Photo credit: Kim Pate
Amanda Ripley is a contributing writer at the Atlantic and a senior fellow at the Emerson Collective. She is the author of The Smartest Kids in the World—and How They Got That Way, a New York Times bestseller. Her first book, The Unthinkable: Who Survives When Disaster Strikes—and Why, was published in 15 countries and turned into a PBS documentary.
In her books and magazine writing, Amanda explores the gap between public policy and human behavior. For Time and The Atlantic, she has written cover stories on surviving hurricanes and plane crashes, the primacy of sports in American high schools and the science of motivating children. She is currently working on book and magazine projects about the lure of toxic conflicts—and how some people manage to break free from their spell.

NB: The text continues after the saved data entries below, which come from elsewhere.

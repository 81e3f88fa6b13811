use eframe::egui;
use std::sync::mpsc::Sender;

use crate::engine::protocol::EngineCommand;
use crate::ui::app::{draw_message, UiState};

pub fn draw_center_panel(ctx: &egui::Context, state: &mut UiState, cmd_tx: &Sender<EngineCommand>) {
    let input_id = egui::Id::new("chat_input_box");

    // ---------- Input bar ----------
    egui::TopBottomPanel::bottom("chat_input").show(ctx, |ui| {
        let mut send_now = false;

        ui.horizontal(|ui| {
            let speaker = state
                .active_seat()
                .map(|s| s.name.clone())
                .unwrap_or_else(|| "Nobody".into());
            ui.label(format!("{speaker}:"));

            let response = ui.add_sized(
                [ui.available_width() - 60.0, 28.0],
                egui::TextEdit::singleline(&mut state.input_text)
                    .id(input_id)
                    .hint_text("Describe your action..."),
            );

            if response.lost_focus() && ui.input(|i| i.key_pressed(egui::Key::Enter)) {
                send_now = true;
            }

            if ui
                .add_enabled(!state.busy, egui::Button::new("Send"))
                .clicked()
            {
                send_now = true;
            }
        });

        if send_now && !state.busy {
            let text = state.input_text.trim().to_string();

            if let (false, Some(seat)) = (text.is_empty(), state.active_seat()) {
                let _ = cmd_tx.send(EngineCommand::SubmitAction {
                    player: seat.party_name().to_string(),
                    text,
                });
                state.input_text.clear();
            }

            // Keep cursor focused
            ui.memory_mut(|m| m.request_focus(input_id));
        }
    });

    // ---------- Chat history ----------
    egui::CentralPanel::default().show(ctx, |ui| {
        ui.heading("⚔ The AI Dungeon");
        ui.separator();

        egui::ScrollArea::vertical()
            .stick_to_bottom(state.should_auto_scroll)
            .show(ui, |ui| {
                for turn in &state.snapshot.history {
                    draw_message(ui, &state.settings, turn);
                }

                if state.busy {
                    ui.add_space(6.0);
                    ui.horizontal(|ui| {
                        ui.spinner();
                        ui.label("The DM watches...");
                    });
                }
            });
    });
}
use tracing::warn;

use crate::model::directive::Directive;
use crate::model::event_result::{DirectiveApplication, DirectiveOutcome, DirectiveReport};
use crate::model::game_state::{GameState, Monster};

/// Apply a Directive to the GameState, returning the outcome.
/// State changes are narrated into the battle log.
pub fn apply_directive(state: &mut GameState, directive: &Directive) -> DirectiveOutcome {
    match directive {
        Directive::SpawnMonster { name, hp } => {
            if *hp <= 0 {
                return DirectiveOutcome::Rejected {
                    reason: format!("Monster '{}' needs positive HP, got {}", name, hp),
                };
            }

            let driven_off = state
                .active_monster()
                .map(|old| format!("{} is driven off.", old.name));
            if let Some(line) = driven_off {
                state.log(line);
            }

            let monster = Monster::spawn(name.clone(), *hp);
            state.log(format!(
                "A {} appears! (HP {}/{})",
                monster.name, monster.hp, monster.max_hp
            ));
            state.monster = Some(monster);

            DirectiveOutcome::Applied
        }

        Directive::MonsterHp { delta } => {
            let Some(monster) = state.monster.as_mut().filter(|m| m.active) else {
                return DirectiveOutcome::Rejected {
                    reason: "No active monster".to_string(),
                };
            };

            monster.adjust_hp(*delta);
            let line = if *delta < 0 {
                format!(
                    "{} takes {} damage (HP {}/{})",
                    monster.name,
                    delta.unsigned_abs(),
                    monster.hp,
                    monster.max_hp
                )
            } else {
                format!(
                    "{} recovers {} HP (HP {}/{})",
                    monster.name, delta, monster.hp, monster.max_hp
                )
            };
            let defeated = (!monster.active).then(|| format!("{} has been defeated!", monster.name));

            state.log(line);
            if let Some(defeated) = defeated {
                state.log(defeated);
            }

            DirectiveOutcome::Applied
        }

        Directive::PlayerHp { player, delta } => {
            let Some(p) = state.player_mut(player) else {
                return unknown_player(player);
            };

            let was_up = !p.is_down();
            p.adjust_hp(*delta);
            let line = format!("{} HP {:+} (now {})", p.name, delta, p.hp);
            let fallen = (was_up && p.is_down()).then(|| format!("{} has fallen!", p.name));

            state.log(line);
            if let Some(fallen) = fallen {
                state.log(fallen);
            }

            DirectiveOutcome::Applied
        }

        Directive::Gold { player, delta } => {
            let Some(p) = state.player_mut(player) else {
                return unknown_player(player);
            };

            p.adjust_gold(*delta);
            let line = format!("{} gold {:+} (now {})", p.name, delta, p.gold);
            state.log(line);

            DirectiveOutcome::Applied
        }

        Directive::GrantItem { player, item } => {
            if item.trim().is_empty() {
                return DirectiveOutcome::Rejected {
                    reason: "Item name is empty".to_string(),
                };
            }

            let Some(p) = state.player_mut(player) else {
                return unknown_player(player);
            };

            p.inventory.push(item.trim().to_string());
            let line = format!("{} receives {}", p.name, item.trim());
            state.log(line);

            DirectiveOutcome::Applied
        }

        Directive::Malformed { raw } => DirectiveOutcome::Rejected {
            reason: format!("Malformed directive {}", raw),
        },
    }
}

/// Apply every directive in order. Directives that do not apply are logged too.
pub fn apply_directives(state: &mut GameState, directives: &[Directive]) -> DirectiveReport {
    let mut applications = Vec::with_capacity(directives.len());

    for directive in directives {
        let outcome = apply_directive(state, directive);

        match &outcome {
            DirectiveOutcome::Applied => {}
            DirectiveOutcome::Rejected { reason } | DirectiveOutcome::Deferred { reason } => {
                warn!(directive = directive.short_name(), %reason, "directive not applied");
                state.log(format!("Ignored {}: {}", directive.short_name(), reason));
            }
        }

        applications.push(DirectiveApplication {
            directive: directive.clone(),
            outcome,
        });
    }

    DirectiveReport { applications }
}

fn unknown_player(player: &str) -> DirectiveOutcome {
    DirectiveOutcome::Deferred {
        reason: format!("Unknown player '{}'", player),
    }
}
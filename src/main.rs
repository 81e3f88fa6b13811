mod config;
mod engine;
mod model;
mod ui;

use anyhow::anyhow;
use tracing_subscriber::EnvFilter;

use crate::config::AppConfig;
use crate::engine::llm_client::ChatCompletionClient;

fn main() -> anyhow::Result<()> {
    tracing_subscriber::fmt()
        .with_env_filter(EnvFilter::try_from_default_env().unwrap_or_else(|_| "info".into()))
        .init();

    let config = AppConfig::load();
    let narrator = ChatCompletionClient::new(&config.narrator)?;
    tracing::info!(model = %config.narrator.model, base_url = %config.narrator.base_url, "starting");

    let options = eframe::NativeOptions::default();

    eframe::run_native(
        "AI RPG: Dungeon Table",
        options,
        Box::new(move |_cc| Ok(Box::new(ui::app::DungeonApp::new(config, Box::new(narrator))))),
    )
    .map_err(|e| anyhow!("UI failed: {e}"))
}
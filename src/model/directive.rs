use serde::{Deserialize, Serialize};

/// A state mutation scraped out of narrator prose.
/// Parsing never touches state; see `engine::apply_directive`.
#[derive(Debug, Clone, PartialEq, Eq, Serialize, Deserialize)]
#[serde(tag = "type", rename_all = "snake_case")]
pub enum Directive {
    SpawnMonster {
        name: String,
        hp: i32,
    },

    MonsterHp {
        delta: i32,
    },

    PlayerHp {
        player: String,
        delta: i32,
    },

    Gold {
        player: String,
        delta: i32,
    },

    GrantItem {
        player: String,
        item: String,
    },

    /// Known keyword, unusable body
    Malformed {
        raw: String,
    },
}

impl Directive {
    pub fn short_name(&self) -> &'static str {
        match self {
            Directive::SpawnMonster { .. } => "SpawnMonster",
            Directive::MonsterHp { .. } => "MonsterHp",
            Directive::PlayerHp { .. } => "PlayerHp",
            Directive::Gold { .. } => "Gold",
            Directive::GrantItem { .. } => "GrantItem",
            Directive::Malformed { .. } => "Malformed",
        }
    }
}
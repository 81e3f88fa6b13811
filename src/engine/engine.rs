use std::sync::mpsc::{Receiver, Sender};

use rand::rngs::StdRng;
use rand::SeedableRng;
use tracing::{debug, info, warn};

use crate::config::AppConfig;
use crate::engine::apply_directive::apply_directives;
use crate::engine::dice;
use crate::engine::directive_parser::parse_directives;
use crate::engine::llm_client::Narrator;
use crate::engine::prompt_builder::PromptBuilder;
use crate::engine::protocol::{EngineCommand, EngineResponse};
use crate::engine::store::SharedStore;
use crate::model::event_result::DirectiveReport;
use crate::model::game_save::GameSave;
use crate::model::game_state::RESET_OPENING;
use crate::model::message::ChatTurn;

/// Single writer for the shared store. Commands are handled one at a time,
/// so turns from different seats never interleave.
pub struct Engine {
    rx: Receiver<EngineCommand>,
    tx: Sender<EngineResponse>,
    store: SharedStore,
    narrator: Box<dyn Narrator + Send>,
    config: AppConfig,
    api_key: Option<String>,
    rng: StdRng,
}
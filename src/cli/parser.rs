use crate::cli::args::Args;
use crate::cli::commands::execute_command;
use crate::core::host::ArgumentParser;
use crate::infrastructure::logging::init_logging;
use async_trait::async_trait;
use clap::error::ErrorKind;
use clap::Parser;
use tracing::{debug, warn};

/// Default argument parser backed by the clap command tree.
///
/// Help and version requests come back as text. Malformed arguments and
/// failed commands come back as `None`, the same as a command with
/// nothing to report; the cause only shows up in the log.
#[derive(Debug, Default, Clone, Copy)]
pub struct CommandParser;

impl CommandParser {
    pub fn new() -> Self {
        Self
    }
}

#[async_trait]
impl ArgumentParser for CommandParser {
    async fn parse(&self, args: &[String]) -> Option<String> {
        let parsed = match Args::try_parse_from(args) {
            Ok(parsed) => parsed,
            Err(err) => return render_clap_outcome(err),
        };
        let quiet = parsed.quiet;

        match execute_command(parsed).await {
            Ok(output) => output,
            Err(e) => {
                if !quiet {
                    init_logging("warn", false);
                }
                warn!("Command failed: {}", e);
                None
            }
        }
    }
}

/// Help and version output, everything else is dropped
fn render_clap_outcome(err: clap::Error) -> Option<String> {
    match err.kind() {
        ErrorKind::DisplayHelp
        | ErrorKind::DisplayVersion
        | ErrorKind::DisplayHelpOnMissingArgumentOrSubcommand => {
            Some(err.render().to_string().trim_end().to_string())
        }
        kind => {
            init_logging("warn", false);
            debug!("Rejected arguments ({:?}): {}", kind, err.render());
            None
        }
    }
}

#[cfg(test)]
mod tests {
    use super::*;

    fn args(tokens: &[&str]) -> Vec<String> {
        tokens.iter().map(|s| s.to_string()).collect()
    }

    #[tokio::test]
    async fn test_help_is_rendered() {
        let output = CommandParser::new().parse(&args(&["rostovcli", "--help"])).await.unwrap();
        assert!(output.contains("Usage:"));
        assert!(output.contains("prepare"));
        assert!(output.contains("settings"));
        assert!(!output.ends_with('\n'));
    }

    #[tokio::test]
    async fn test_version_flag() {
        let output = CommandParser::new().parse(&args(&["rostovcli", "--version"])).await.unwrap();
        assert_eq!(output, format!("rostovcli {}", env!("CARGO_PKG_VERSION")));
    }

    #[tokio::test]
    async fn test_missing_subcommand_shows_group_help() {
        let output = CommandParser::new().parse(&args(&["rostovcli", "config"])).await.unwrap();
        assert!(output.contains("validate"));
    }

    #[tokio::test]
    async fn test_unknown_flag_yields_nothing() {
        assert!(CommandParser::new().parse(&args(&["rostovcli", "--bad-flag"])).await.is_none());
    }

    #[tokio::test]
    async fn test_bare_invocation_yields_nothing() {
        assert!(CommandParser::new().parse(&args(&["rostovcli"])).await.is_none());
    }

    #[tokio::test]
    async fn test_failed_command_yields_nothing() {
        let result = CommandParser::new()
            .parse(&args(&["rostovcli", "-q", "-c", "/nonexistent/rostovcli.toml", "stop"]))
            .await;
        assert!(result.is_none());
    }
}
//! rostovcli Library
//!
//! Command-line host for the RostovVPN core: forwards the process
//! arguments to an argument parser and prints the single line of text it
//! returns, plus the built-in parser with its environment, settings and
//! service control commands.

pub mod cli;
pub mod core;
pub mod domain;
pub mod infrastructure;

pub use domain::error::{RostovError, RostovResult};
pub use domain::config::CliConfig;
pub use domain::settings::{TunnelSettings, TunOverrides};
pub use crate::core::host::{ArgumentParser, CliHost};
pub use cli::parser::CommandParser;
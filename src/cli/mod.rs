// CLI module - Command line interface
pub mod args;
pub mod commands;
pub mod output;
pub mod parser;

pub use args::{Args, Command, OutputFormat};
pub use commands::execute_command;
pub use output::{ConsoleRenderer, OutputRenderer};
pub use parser::CommandParser;
use serde::Serialize;
use std::time::Duration;
use tokio::net::TcpStream;
use tokio::time::Instant;
use tracing::{debug, info, warn};

/// Timeout of a single connection attempt
pub const ATTEMPT_TIMEOUT: Duration = Duration::from_millis(200);

/// Outcome of probing the command server
#[derive(Debug, Clone, PartialEq, Eq, Serialize)]
pub struct ProbeReport {
    pub address: String,
    pub listening: bool,
    pub attempts: u32,
    #[serde(skip_serializing_if = "Option::is_none")]
    pub last_error: Option<String>,
}

/// Wait until something accepts TCP connections at `address`.
///
/// Attempts are made every `interval` until one succeeds or `deadline`
/// has passed. At least one attempt is always made.
pub async fn wait_for_listener(address: &str, deadline: Duration, interval: Duration) -> ProbeReport {
    let started = Instant::now();
    let mut attempts = 0;

    loop {
        attempts += 1;
        let last_error = match tokio::time::timeout(ATTEMPT_TIMEOUT, TcpStream::connect(address)).await {
            Ok(Ok(_stream)) => {
                info!("Command server is listening at {}", address);
                return ProbeReport {
                    address: address.to_string(),
                    listening: true,
                    attempts,
                    last_error: None,
                };
            }
            Ok(Err(e)) => e.to_string(),
            Err(_) => "connection attempt timed out".to_string(),
        };
        debug!("Probe attempt {} to {} failed: {}", attempts, address, last_error);

        if started.elapsed() + interval > deadline {
            warn!("Command server not listening at {}: {}", address, last_error);
            return ProbeReport {
                address: address.to_string(),
                listening: false,
                attempts,
                last_error: Some(last_error),
            };
        }
        tokio::time::sleep(interval).await;
    }
}

#[cfg(test)]
mod tests {
    use super::*;
    use tokio::net::TcpListener;

    #[tokio::test]
    async fn test_listening_server() {
        let listener = TcpListener::bind("127.0.0.1:0").await.unwrap();
        let address = listener.local_addr().unwrap().to_string();

        let report = wait_for_listener(&address, Duration::from_secs(2), Duration::from_millis(20)).await;
        assert!(report.listening);
        assert_eq!(report.attempts, 1);
        assert!(report.last_error.is_none());
    }

    #[tokio::test]
    async fn test_closed_port() {
        // Bind then drop to get a port nothing listens on
        let address = {
            let listener = TcpListener::bind("127.0.0.1:0").await.unwrap();
            listener.local_addr().unwrap().to_string()
        };

        let report = wait_for_listener(&address, Duration::from_millis(100), Duration::from_millis(20)).await;
        assert!(!report.listening);
        assert!(report.attempts >= 1);
        assert!(report.last_error.is_some());
    }

    #[tokio::test]
    async fn test_zero_deadline_makes_one_attempt() {
        let address = {
            let listener = TcpListener::bind("127.0.0.1:0").await.unwrap();
            listener.local_addr().unwrap().to_string()
        };

        let report = wait_for_listener(&address, Duration::ZERO, Duration::from_millis(20)).await;
        assert_eq!(report.attempts, 1);
        assert!(!report.listening);
    }

    #[tokio::test]
    async fn test_server_appears_later() {
        let listener = TcpListener::bind("127.0.0.1:0").await.unwrap();
        let address = listener.local_addr().unwrap();
        drop(listener);

        let rebind = tokio::spawn(async move {
            tokio::time::sleep(Duration::from_millis(100)).await;
            let listener = TcpListener::bind(address).await.unwrap();
            tokio::time::sleep(Duration::from_secs(2)).await;
            drop(listener);
        });

        let report = wait_for_listener(&address.to_string(), Duration::from_secs(2), Duration::from_millis(20)).await;
        assert!(report.listening);
        assert!(report.attempts > 1);
        rebind.abort();
    }
}
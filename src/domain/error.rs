use thiserror::Error;

/// rostovcli unified error type
#[derive(Error, Debug)]
pub enum RostovError {
    #[error("I/O error: {0}")]
    Io(#[from] std::io::Error),

    #[error("Configuration error: {message}")]
    Config { message: String },

    #[error("Environment error: {message}")]
    Environment { message: String },

    #[error("Settings error: {0}")]
    Settings(String),

    #[error("Probe error: {0}")]
    Probe(String),

    #[error("Invalid input: {0}")]
    InvalidInput(String),

    #[error("Output error: {0}")]
    Output(String),
}

pub type RostovResult<T> = Result<T, RostovError>;
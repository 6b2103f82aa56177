use crate::cli::args::{Args, Command, ConfigCommand, SettingsArgs};
use crate::cli::output::{ConsoleRenderer, OutputRenderer};
use crate::domain::config::CliConfig;
use crate::domain::error::{RostovError, RostovResult};
use crate::domain::settings::{TunOverrides, TunnelSettings, PREFERENCES_FILE_NAME};
use crate::infrastructure::config::ConfigManager;
use crate::infrastructure::environment::{await_stop_request, prepare_environment, request_stop};
use crate::infrastructure::logging::init_logging;
use crate::infrastructure::probe::wait_for_listener;
use std::path::PathBuf;
use std::time::Duration;
use tracing::debug;

/// Execute CLI command.
///
/// Returns the text to print, or `None` when there is nothing to report.
pub async fn execute_command(args: Args) -> RostovResult<Option<String>> {
    let Some(command) = args.command else {
        return Ok(None);
    };
    let renderer = ConsoleRenderer::new(args.output);

    // Load configuration using ConfigManager
    let config_manager = ConfigManager::new()?;
    let config = if let Some(config_path) = &args.config {
        config_manager.load_config_from_path(config_path.as_ref())?
    } else {
        config_manager.load_config()?
    };

    if !args.quiet {
        init_logging(&config.global.log_level, args.verbose);
    }
    debug!("Executing {:?}", command);

    let output = match command {
        Command::Prepare(prepare) => {
            let env = prepare_environment(&prepare.core_config)?;
            renderer.render_environment(&env)?
        }
        Command::Settings(settings_args) => execute_settings_command(settings_args, &renderer, &config)?,
        Command::Stop => {
            let stop_file = config.core.stop_file_path();
            request_stop(&stop_file)?;
            renderer.render_message(&format!("Stop requested: {}", stop_file.display()))?
        }
        Command::AwaitStop { timeout_ms } => {
            let stop_file = config.core.stop_file_path();
            let timeout = timeout_ms.map(Duration::from_millis);
            if await_stop_request(&stop_file, config.core.probe_interval(), timeout).await? {
                renderer.render_message("Stop requested")?
            } else {
                renderer.render_message(&format!(
                    "No stop requested within {}ms",
                    timeout_ms.unwrap_or_default()
                ))?
            }
        }
        Command::Probe { addr, timeout_ms } => {
            let address = addr.unwrap_or_else(|| config.core.command_server.clone());
            if address.trim().is_empty() {
                return Err(RostovError::Probe("empty command server address".to_string()));
            }
            let deadline = timeout_ms
                .map(Duration::from_millis)
                .unwrap_or_else(|| config.core.probe_timeout());
            let report = wait_for_listener(&address, deadline, config.core.probe_interval()).await;
            renderer.render_probe(&report)?
        }
        Command::Config(config_args) => {
            execute_config_command(config_args.command, &renderer, &config, &config_manager)?
        }
        Command::Version => renderer.render_message(&format!("rostovcli {}", env!("CARGO_PKG_VERSION")))?,
    };

    Ok(Some(output))
}

fn execute_settings_command(
    args: SettingsArgs,
    renderer: &ConsoleRenderer,
    config: &CliConfig,
) -> RostovResult<String> {
    let env = prepare_environment(&args.core_config)?;
    let mut settings = TunnelSettings::read_at(&env.working_dir.join(PREFERENCES_FILE_NAME));

    let overrides = TunOverrides {
        enable_tun: args.enable_tun,
        disable_tun: args.disable_tun,
        mtu: args.mtu.unwrap_or(config.core.default_mtu),
        set_system_proxy: args.set_system_proxy,
    };
    settings.apply_overrides(&overrides);
    debug!("Built settings for {}", env.config_path.display());

    Ok(renderer.render_settings(&settings)?)
}

fn execute_config_command(
    command: ConfigCommand,
    renderer: &ConsoleRenderer,
    config: &CliConfig,
    config_manager: &ConfigManager,
) -> RostovResult<String> {
    match command {
        ConfigCommand::Show => Ok(renderer.render_config(config)?),
        ConfigCommand::Path => Ok(renderer.render_config_paths(
            config_manager.get_global_config_path_ref(),
            config_manager.get_project_config_path().map(|p| p.as_path()),
        )?),
        ConfigCommand::Validate { file } => {
            if let Some(config_path) = file {
                config_manager.load_config_from_path(config_path.as_ref())?;
                Ok(renderer.render_message(&format!("Configuration file '{}' is valid", config_path))?)
            } else {
                config_manager.load_config()?;
                Ok(renderer.render_message("Current configuration is valid")?)
            }
        }
        ConfigCommand::Init { dir, global } => {
            if global {
                let global_path = config_manager.get_global_config_path_ref();
                config_manager.save_config_to_path(global_path, &CliConfig::default())?;
                Ok(renderer.render_message(&format!(
                    "Global configuration initialized at '{}'",
                    global_path.display()
                ))?)
            } else {
                let target = match dir {
                    Some(dir) => PathBuf::from(dir),
                    None => std::env::current_dir().map_err(|e| RostovError::Config {
                        message: format!("Failed to get current directory: {}", e),
                    })?,
                };
                let config_file = config_manager.init_project_config(&target)?;
                Ok(renderer.render_message(&format!(
                    "Project configuration initialized at '{}'",
                    config_file.display()
                ))?)
            }
        }
    }
}

#[cfg(test)]
mod tests {
    use super::*;
    use clap::Parser;
    use tempfile::TempDir;

    /// Write a config file whose stop file lives inside `dir`
    fn config_in(dir: &TempDir) -> String {
        let path = dir.path().join("rostovcli.toml");
        let content = format!(
            "[core]\nprobe_interval_ms = 10\nstate_dir = {:?}\n",
            dir.path().join("state").display().to_string()
        );
        std::fs::write(&path, content).unwrap();
        path.display().to_string()
    }

    async fn run(argv: &[&str]) -> RostovResult<Option<String>> {
        execute_command(Args::try_parse_from(argv).unwrap()).await
    }

    #[tokio::test]
    async fn test_no_command_yields_nothing() {
        assert_eq!(run(&["rostovcli"]).await.unwrap(), None);
    }

    #[tokio::test]
    async fn test_version() {
        let output = run(&["rostovcli", "-q", "version"]).await.unwrap().unwrap();
        assert_eq!(output, format!("rostovcli {}", env!("CARGO_PKG_VERSION")));
    }

    #[tokio::test]
    async fn test_stop_during_await() {
        let temp_dir = TempDir::new().unwrap();
        let config = config_in(&temp_dir);

        let await_args = ["rostovcli", "-q", "-c", &config, "await-stop", "--timeout-ms", "5000"];
        let waiter = run(&await_args);
        let stopper = async {
            tokio::time::sleep(Duration::from_millis(50)).await;
            run(&["rostovcli", "-q", "-c", &config, "stop"]).await
        };
        let (awaited, stop) = tokio::join!(waiter, stopper);

        assert!(stop.unwrap().unwrap().starts_with("Stop requested: "));
        assert_eq!(awaited.unwrap().unwrap(), "Stop requested");
        assert!(!temp_dir.path().join("state").join("rvpncli.stop").exists());
    }

    #[tokio::test]
    async fn test_await_after_earlier_stop_times_out() {
        let temp_dir = TempDir::new().unwrap();
        let config = config_in(&temp_dir);

        run(&["rostovcli", "-q", "-c", &config, "stop"]).await.unwrap();
        assert!(temp_dir.path().join("state").join("rvpncli.stop").exists());

        let awaited = run(&["rostovcli", "-q", "-c", &config, "await-stop", "--timeout-ms", "100"])
            .await
            .unwrap()
            .unwrap();
        assert_eq!(awaited, "No stop requested within 100ms");
    }

    #[tokio::test]
    async fn test_await_stop_timeout() {
        let temp_dir = TempDir::new().unwrap();
        let config = config_in(&temp_dir);

        let output = run(&["rostovcli", "-q", "-c", &config, "await-stop", "--timeout-ms", "30"])
            .await
            .unwrap()
            .unwrap();
        assert_eq!(output, "No stop requested within 30ms");
    }

    #[tokio::test]
    async fn test_settings_from_flutter_prefs() {
        let temp_dir = TempDir::new().unwrap();
        let config = config_in(&temp_dir);
        let work = temp_dir.path().join("work");
        std::fs::create_dir_all(&work).unwrap();
        std::fs::write(
            work.join(PREFERENCES_FILE_NAME),
            r#"{"flutter.region": "RU", "flutter.service-mode": "system-proxy"}"#,
        )
        .unwrap();
        let core_config = work.join("config.json").display().to_string();

        let output = run(&[
            "rostovcli", "-q", "-c", &config, "settings", "--core-config", &core_config, "--enable-tun",
        ])
        .await
        .unwrap()
        .unwrap();

        let settings: TunnelSettings = serde_json::from_str(&output).unwrap();
        assert_eq!(settings.region, "ru");
        assert!(settings.inbound.enable_tun);
        assert!(!settings.inbound.set_system_proxy);
        assert_eq!(settings.inbound.mtu, 1450);
    }

    #[tokio::test]
    async fn test_prepare_json() {
        let temp_dir = TempDir::new().unwrap();
        let config = config_in(&temp_dir);
        let core_config = temp_dir.path().join("a").join("b").join("config.json");

        let output = run(&[
            "rostovcli", "-q", "-c", &config, "-o", "json", "prepare",
            "--core-config", &core_config.display().to_string(),
        ])
        .await
        .unwrap()
        .unwrap();

        let value: serde_json::Value = serde_json::from_str(&output).unwrap();
        assert_eq!(value["working_dir"], temp_dir.path().join("a").join("b").display().to_string());
        assert!(temp_dir.path().join("a").join("b").is_dir());
    }

    #[tokio::test]
    async fn test_validate_broken_config_fails() {
        let temp_dir = TempDir::new().unwrap();
        let config = config_in(&temp_dir);
        let broken = temp_dir.path().join("broken.toml");
        std::fs::write(&broken, "[core").unwrap();

        let result = run(&[
            "rostovcli", "-q", "-c", &config, "config", "validate", &broken.display().to_string(),
        ])
        .await;
        assert!(matches!(result, Err(RostovError::Config { .. })));
    }

    #[tokio::test]
    async fn test_missing_explicit_config_fails() {
        let result = run(&["rostovcli", "-q", "-c", "/nonexistent/rostovcli.toml", "version"]).await;
        assert!(result.is_err());
    }

    #[tokio::test]
    async fn test_config_init_project() {
        let temp_dir = TempDir::new().unwrap();
        let config = config_in(&temp_dir);
        let target = temp_dir.path().join("project");

        let output = run(&[
            "rostovcli", "-q", "-c", &config, "config", "init", "--dir", &target.display().to_string(),
        ])
        .await
        .unwrap()
        .unwrap();
        assert!(output.starts_with("Project configuration initialized at"));
        assert!(target.join(".rostovcli").join("config.toml").exists());
    }
}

Amanda’s work has also appeared in the New York Times, the Washington Post, the Wall Street Journal, Slate, Politico and the Times of London. Her stories helped Time Magazine win two National Magazine Awards. To discuss her writing, Amanda has appeared on ABC, NBC, CNN, FOX News and NPR. She has spoken at the Pentagon, the U.S. Senate, the State Department and the Department of Homeland Security, as well as conferences on leadership, public policy and education.
Before joining Time Magazine, Amanda covered Capitol Hill for Congressional Quarterly and courts and crime for Washington City Paper. She graduated from Cornell University. Amanda currently lives in Washington, D.C., where she spends her free time parenting, biking and coaching a boys’ soccer team.